Test effectué à partir d'une version PC

Mina the Hollower commence presque comme une évidence. Une héroïne minuscule, une île maudite, des générateurs à rallumer, une pluie de monstres et ce sentiment très agréable que Yacht Club Games n’a pas voulu refaire Shovel Knight avec une souris. Disponible depuis le 29 mai 2026, le jeu est signé et édité par le studio lui-même, avec une sortie pensée large, PC, Switch, Switch 2, PS5 et Xbox Series X/S, ce qui lui donne déjà des airs de petit événement indé.

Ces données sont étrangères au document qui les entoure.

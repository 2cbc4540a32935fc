//! HTTP polling API.
//!
//! Clients that cannot hold a WebSocket open register with `POST /connect`,
//! then repeatedly `GET /poll` for new messages. A `401` from `/poll` or
//! `/send` means the session expired and the client must connect again.

use crate::error::ApiError;
use crate::handlers::{envelope, AppState};
use crate::metrics;
use axum::{
    extract::{Query, State},
    routing::{get, post},
    Json, Router,
};
use relay_core::SessionId;
use relay_protocol::Envelope;
use serde::{Deserialize, Serialize};
use std::sync::Arc;
use std::time::Instant;
use tracing::debug;

/// Polling API routes.
pub fn routes() -> Router<Arc<AppState>> {
    Router::new()
        .route("/connect", post(connect_handler))
        .route("/poll", get(poll_handler))
        .route("/send", post(send_handler))
        .route("/disconnect", post(disconnect_handler))
}

/// Query string for `GET /poll`.
#[derive(Debug, Deserialize)]
#[serde(rename_all = "camelCase")]
pub struct PollParams {
    pub client_id: String,
}

/// Body of `POST /send`.
///
/// Missing fields deserialize as empty so that validation, not the JSON
/// extractor, decides the response.
#[derive(Debug, Deserialize)]
#[serde(rename_all = "camelCase")]
pub struct SendRequest {
    #[serde(default)]
    pub client_id: String,
    #[serde(default)]
    pub to: Option<String>,
    #[serde(default)]
    pub content: String,
}

/// Body of `POST /disconnect`.
#[derive(Debug, Deserialize)]
#[serde(rename_all = "camelCase")]
pub struct DisconnectRequest {
    pub client_id: String,
}

#[derive(Debug, Serialize)]
#[serde(rename_all = "camelCase")]
pub struct ConnectResponse {
    pub client_id: String,
    pub timestamp: u64,
}

#[derive(Debug, Serialize)]
pub struct PollResponse {
    pub messages: Vec<Envelope>,
}

#[derive(Debug, Serialize)]
pub struct SendResponse {
    pub id: String,
    pub timestamp: u64,
    pub recipients: usize,
}

#[derive(Debug, Serialize)]
pub struct DisconnectResponse {
    pub ok: bool,
}

fn ensure_polling(state: &AppState) -> Result<(), ApiError> {
    if state.config.transport.polling {
        Ok(())
    } else {
        Err(ApiError::PollingDisabled)
    }
}

/// `POST /connect`: register a pull session.
async fn connect_handler(
    State(state): State<Arc<AppState>>,
) -> Result<Json<ConnectResponse>, ApiError> {
    ensure_polling(&state)?;

    let session_id = state.relay.register();
    metrics::record_session();
    debug!(session = %session_id, "Polling client connected");

    Ok(Json(ConnectResponse {
        client_id: session_id.into_inner(),
        timestamp: state.relay.now(),
    }))
}

/// `GET /poll?clientId=...`: drain messages since the last poll.
async fn poll_handler(
    State(state): State<Arc<AppState>>,
    Query(params): Query<PollParams>,
) -> Result<Json<PollResponse>, ApiError> {
    ensure_polling(&state)?;
    let start = Instant::now();

    let session_id = SessionId::from(params.client_id);
    let messages = state.relay.poll(&session_id)?;
    metrics::record_deliveries(messages.len(), "poll");

    let messages = messages.iter().map(|m| envelope(m)).collect();
    metrics::record_latency(start.elapsed().as_secs_f64(), "poll");

    Ok(Json(PollResponse { messages }))
}

/// `POST /send`: relay a broadcast, or a direct message if `to` is set.
async fn send_handler(
    State(state): State<Arc<AppState>>,
    Json(request): Json<SendRequest>,
) -> Result<Json<SendResponse>, ApiError> {
    ensure_polling(&state)?;
    let start = Instant::now();

    let from = SessionId::from(request.client_id);
    let receipt = state
        .relay
        .send(&from, request.to.map(SessionId::from), request.content)?;

    metrics::record_message(receipt.message.kind());
    metrics::record_deliveries(receipt.pushed, "push");
    metrics::record_latency(start.elapsed().as_secs_f64(), "send");

    Ok(Json(SendResponse {
        id: receipt.message.id.to_string(),
        timestamp: receipt.message.created_at,
        recipients: receipt.recipients,
    }))
}

/// `POST /disconnect`: end a session. Unknown sessions are not an error.
async fn disconnect_handler(
    State(state): State<Arc<AppState>>,
    Json(request): Json<DisconnectRequest>,
) -> Result<Json<DisconnectResponse>, ApiError> {
    ensure_polling(&state)?;

    let session_id = SessionId::from(request.client_id);
    if state.relay.disconnect(&session_id) {
        debug!(session = %session_id, "Polling client disconnected");
        metrics::set_relay_stats(&state.relay.stats());
    }

    Ok(Json(DisconnectResponse { ok: true }))
}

Le principe tient pourtant en quelques boutons. Mina saute, frappe, esquive, explore et surtout creuse. Cette capacité à plonger dans le sol puis à ressortir en bondissant aurait pu n’être qu’un gimmick sympathique, du genre mécanique à bande-annonce. Mais elle devient très vite le cœur du jeu. On l’utilise pour franchir un trou, éviter une attaque, chercher un coffre, passer sous un danger ou simplement gagner ce dixième de seconde pour esquiver l’attaque mortelle d’un boss.

Mina the Hollower

Ce n’est pas toujours gracieux, d’ailleurs. Mina the Hollower aime faire mal tôt, vite et parfois un peu sèchement. Les premières zones ne laissent pas beaucoup de marge, les ennemis cognent fort, les pièges se mêlent volontiers aux combats et la moindre erreur de placement peut coûter cher. La mort renvoie au dernier point de repos avec les os, cette monnaie d’amélioration, abandonnés au sol. Revenir les récupérer devient alors une petite promenade nerveuse, surtout quand le chemin déjà connu se transforme en immense PTSD où rode l’ombre d’un certain Hidetaka Miyazaki.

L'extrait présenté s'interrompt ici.